(Stored data entries)
--
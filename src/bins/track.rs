use dotenv::dotenv;
use log::error;
use marktrack::config::Config;
use marktrack::display::WindowGuard;
use marktrack::error::Result;
use marktrack::track;

fn main() {
    // Initialize the logger
    dotenv().ok();
    env_logger::init();

    let cfg = Config::from_env();
    if let Err(e) = run(&cfg) {
        error!("{}", e);
        std::process::exit(1);
    }
}

fn run(cfg: &Config) -> Result<()> {
    let _windows = WindowGuard;

    track::run(cfg)
}
use dotenv::dotenv;
use log::error;
use marktrack::config::Config;
use marktrack::crop;
use marktrack::display::WindowGuard;
use marktrack::error::Result;
use opencv::highgui;

fn main() {
    // Initialize the logger
    dotenv().ok();
    env_logger::init();

    let cfg = Config::from_env();
    if let Err(e) = run(&cfg) {
        error!("{}", e);
        std::process::exit(1);
    }
}

fn run(cfg: &Config) -> Result<()> {
    let _windows = WindowGuard;

    crop::run(cfg)?;
    highgui::wait_key(0)?;
    Ok(())
}
use opencv::{
    core::{Mat, Point, Rect},
    imgproc::{
        self, bounding_rect, cvt_color, find_contours, threshold, CHAIN_APPROX_SIMPLE,
        COLOR_BGR2GRAY, RETR_EXTERNAL, THRESH_BINARY,
    },
    prelude::*,
    types::{VectorOfPoint, VectorOfVectorOfPoint},
};

use crate::error::Result;

/// The largest bright region of one frame: its outline and the
/// axis-aligned box around it. Recomputed from scratch every frame.
#[derive(Debug)]
pub struct Blob {
    pub contour: VectorOfPoint,
    pub bounds: Rect,
}

impl Blob {
    /// Bounding-box center, truncating division.
    pub fn center(&self) -> Point {
        Point::new(
            self.bounds.x + self.bounds.width / 2,
            self.bounds.y + self.bounds.height / 2,
        )
    }
}

pub fn grayscale(frame: &Mat) -> Result<Mat> {
    let mut gray = Mat::default();
    cvt_color(frame, &mut gray, COLOR_BGR2GRAY, 0)?;
    Ok(gray)
}

/// Fixed binary threshold: pixels brighter than `value` become 255,
/// the rest 0.
pub fn binarize(gray: &Mat, value: f64) -> Result<Mat> {
    let mut mask = Mat::default();
    threshold(gray, &mut mask, value, 255.0, THRESH_BINARY)?;
    Ok(mask)
}

/// Picks the maximum-area external contour of a binary mask.
///
/// Strict comparison keeps the first-encountered contour on area ties.
pub fn find_largest(mask: &Mat) -> Result<Option<Blob>> {
    let mut contours = VectorOfVectorOfPoint::new();
    find_contours(
        mask,
        &mut contours,
        RETR_EXTERNAL,
        CHAIN_APPROX_SIMPLE,
        Point::new(0, 0),
    )?;

    let mut largest_area = 0.0;
    let mut largest = None;
    for contour in contours.iter() {
        let area = imgproc::contour_area(&contour, false)?;
        if area > largest_area {
            largest_area = area;
            largest = Some(contour);
        }
    }

    match largest {
        Some(contour) => {
            let bounds = bounding_rect(&contour)?;
            Ok(Some(Blob { contour, bounds }))
        }
        None => Ok(None),
    }
}

/// Full per-frame segmentation: grayscale, binarize, pick the largest
/// blob. `None` when nothing reaches the threshold.
pub fn detect(frame: &Mat, thresh: f64) -> Result<Option<Blob>> {
    let gray = grayscale(frame)?;
    let mask = binarize(&gray, thresh)?;
    find_largest(&mask)
}

#[cfg(test)]
mod tests {
    use super::*;
    use opencv::core::{Scalar, Size, CV_8UC1, CV_8UC3};
    use opencv::imgproc::{rectangle, LINE_8};

    fn dark_frame(width: i32, height: i32) -> Mat {
        Mat::new_rows_cols_with_default(height, width, CV_8UC3, Scalar::all(20.0)).unwrap()
    }

    fn paint(frame: &mut Mat, rect: Rect, brightness: f64) {
        rectangle(frame, rect, Scalar::all(brightness), -1, LINE_8, 0).unwrap();
    }

    #[test]
    fn bright_square_is_boxed_exactly() {
        let mut frame = dark_frame(160, 120);
        paint(&mut frame, Rect::new(30, 40, 20, 20), 220.0);

        let blob = detect(&frame, 100.0).unwrap().unwrap();
        assert_eq!(blob.bounds, Rect::new(30, 40, 20, 20));
        assert_eq!(blob.center(), Point::new(40, 50));
    }

    #[test]
    fn larger_of_two_squares_wins() {
        let mut frame = dark_frame(200, 200);
        paint(&mut frame, Rect::new(10, 10, 8, 8), 200.0);
        paint(&mut frame, Rect::new(120, 60, 40, 40), 200.0);

        let blob = detect(&frame, 100.0).unwrap().unwrap();
        assert_eq!(blob.bounds, Rect::new(120, 60, 40, 40));
    }

    #[test]
    fn all_dark_frame_has_no_blob() {
        let frame = dark_frame(160, 120);
        assert!(detect(&frame, 100.0).unwrap().is_none());
    }

    #[test]
    fn binarize_splits_at_the_cutoff() {
        let mut gray =
            Mat::new_rows_cols_with_default(2, 2, CV_8UC1, Scalar::all(0.0)).unwrap();
        *gray.at_2d_mut::<u8>(0, 0).unwrap() = 100;
        *gray.at_2d_mut::<u8>(0, 1).unwrap() = 101;
        *gray.at_2d_mut::<u8>(1, 0).unwrap() = 255;

        let mask = binarize(&gray, 100.0).unwrap();
        assert_eq!(mask.size().unwrap(), Size::new(2, 2));
        assert_eq!(*mask.at_2d::<u8>(0, 0).unwrap(), 0);
        assert_eq!(*mask.at_2d::<u8>(0, 1).unwrap(), 255);
        assert_eq!(*mask.at_2d::<u8>(1, 0).unwrap(), 255);
        assert_eq!(*mask.at_2d::<u8>(1, 1).unwrap(), 0);
    }
}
--
Try it:
Among the records above, only the lines between the line holding "let gray = grayscale(frame)?;" and the line holding "fn dark_frame(width: i32, height: i32)", inclusive, are to be output, exactly as written.

Answer for this exercise:
    let gray = grayscale(frame)?;
    let mask = binarize(&gray, thresh)?;
    find_largest(&mask)
}

#[cfg(test)]
mod tests {
    use super::*;
    use opencv::core::{Scalar, Size, CV_8UC1, CV_8UC3};
    use opencv::imgproc::{rectangle, LINE_8};

    fn dark_frame(width: i32, height: i32) -> Mat {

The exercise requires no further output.